If unchecked, however, the drive towards efficiency may involve some risks. We certainly do not want our doctors to fit whatever ails us into a statistical disease model automatically. We want further considerations based on our unique clinical presentation. This approach calls for more attention – read “time” — on the doctors’ part, though not necessarily more lab tests. Unfortunately, time is a commodity that is rare in today’s fast-paced medical environment. Inadequate amount of time allocated for each patient– overbooking– is a major drawback of any gains in efficiency. By taking more time to listen to the patient and to consider other possible explanations for the patient’s symptoms, many medical mistakes can be avoided. As an added benefit we could achieve a better patient / doctor relationship, and hence a better compliance with a treatment plan, and sometimes even an unintended but powerful therapeutic placebo effect.
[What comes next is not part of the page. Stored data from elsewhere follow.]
//! Message store client
//!
//! [`MessageClient`] loads the ordered history of one conversation, keeps
//! it live-updated from the change feed, and owns the "viewing implies
//! reading" side effect. The locally materialized sequence is managed by
//! [`ConversationView`], an explicit reducer over tagged change events
//! applied to an ordered, identity-keyed collection, so the ordering
//! tolerance rules are testable without a live network:
//!
//! - an update arriving before its insert is stashed and folded in when
//!   the insert arrives;
//! - an insert for a known identity is a duplicate no-op;
//! - the sequence always reflects ascending creation time.
//!
//! History is loaded in windows (default 50 messages, the newest window
//! first) with [`MessageClient::load_older`] walking backwards, instead of
//! an unbounded full fetch.

use crate::feed::{ChangeEvent, ChangeOp, FeedScope, RecordStore, Subscription};
use crate::types::{ConversationId, Message, MessageId, UserId, MAX_MESSAGE_LEN};
use crate::{Result, SyncError};
use chrono::Utc;
use std::collections::HashMap;
use std::sync::Arc;
use tokio::sync::RwLock;
use tracing::{debug, info, warn};

/// Default history window size
pub const DEFAULT_PAGE_SIZE: usize = 50;

/// Ordered, identity-keyed view of one conversation's messages
///
/// The reducer behind [`MessageClient`]. Maintains ascending
/// `(created_at, id)` order on every apply.
#[derive(Debug, Default)]
pub struct ConversationView {
    ordered: Vec<Message>,
    pending_updates: HashMap<MessageId, Message>,
}

impl ConversationView {
    /// Create an empty view
    pub fn new() -> Self {
        Self::default()
    }

    /// Apply a tagged change event to the view
    pub fn apply(&mut self, event: &ChangeEvent) -> Result<()> {
        match event.op {
            ChangeOp::Insert => {
                self.insert(event.message()?);
            }
            ChangeOp::Update => {
                self.update(event.message()?);
            }
            ChangeOp::Delete => {
                if let Some(id) = event.record_id() {
                    self.remove(id);
                }
            }
        }
        Ok(())
    }

    /// Insert a message, keeping ascending order
    ///
    /// A known identity is a duplicate no-op. A stashed early update for
    /// this identity is folded in. Returns whether the view changed.
    pub fn insert(&mut self, message: Message) -> bool {
        if self.position(message.id).is_some() {
            debug!("Duplicate insert for message {}, ignoring", message.id);
            return false;
        }
        let message = match self.pending_updates.remove(&message.id) {
            Some(mut update) => {
                // The stashed update is the later image; keep any
                // read-state the insert already carried.
                update.merge_read_state(&message);
                update
            }
            None => message,
        };
        let at = self
            .ordered
            .partition_point(|m| (m.created_at, m.id) < (message.created_at, message.id));
        self.ordered.insert(at, message);
        true
    }

    /// Replace the record matching by identity
    ///
    /// An update for an unknown identity is stashed until its insert
    /// arrives (network reordering tolerance). Returns whether a known
    /// record was replaced.
    pub fn update(&mut self, message: Message) -> bool {
        match self.position(message.id) {
            Some(index) => {
                let mut replacement = message;
                // Read-state timestamps never move backward locally even
                // if a stale image arrives late.
                replacement.merge_read_state(&self.ordered[index]);
                self.ordered[index] = replacement;
                true
            }
            None => {
                debug!(
                    "Update before insert for message {}, stashing",
                    message.id
                );
                self.pending_updates.insert(message.id, message);
                false
            }
        }
    }

    /// Remove the record matching by identity
    pub fn remove(&mut self, id: MessageId) -> bool {
        self.pending_updates.remove(&id);
        match self.position(id) {
            Some(index) => {
                self.ordered.remove(index);
                true
            }
            None => false,
        }
    }

    /// The materialized sequence, ascending by creation time
    pub fn messages(&self) -> &[Message] {
        &self.ordered
    }

    /// Look up one message by identity
    pub fn get(&self, id: MessageId) -> Option<&Message> {
        self.position(id).map(|i| &self.ordered[i])
    }

    /// The oldest loaded message, if any
    pub fn oldest(&self) -> Option<&Message> {
        self.ordered.first()
    }

    /// Number of materialized messages
    pub fn len(&self) -> usize {
        self.ordered.len()
    }

    /// Whether the view holds no messages
    pub fn is_empty(&self) -> bool {
        self.ordered.is_empty()
    }

    fn position(&self, id: MessageId) -> Option<usize> {
        self.ordered.iter().position(|m| m.id == id)
    }
}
With acupuncture we often get the opposite. Acupuncture practitioners tend to spend a significant amount of time with each patient (up to 60 minutes), but their utilization of time — in my opinion — may not be optimal. Acupuncturists can and should leverage their unique set of skills more efficiently. For example, many acupuncturists are extremely skilled in palpation (examination by touch) that is often part of the differential diagnosis. Acupuncturists are also trained to think about the body systemically and may gain valuable insights about body functions through this approach. These are their strengths. On the other hand, in order to truly utilize their hands-on skills in diagnosing and treating, say, musculoskeletal problems, acupuncture practitioners need to also have a thorough knowledge and understanding of anatomy and pathology, and be able to perform muscle and neurological testing. Few acupuncturists are proficient in this technique. Instead they rely excessively on the ancient Chinese diagnostic model in their assessment of the orthopedic problems. As a result, it is not unusual for a patient to be taken through a long ritual of having his/her pulse taken and tongue examined, only to have an acupuncture treatment at the end that is very general – not really specific enough to the injury itself.  Of course, the patient can actually feel better from the treatment—acupuncture does have a very strong non-specific effect. I just think that the time can be better spent on the injury-specific diagnosis and treatment that is potentially more efficacious. The remaining time can be used for advising the patient regarding therapeutic exercises, activity levels, and, possibly, on a referral.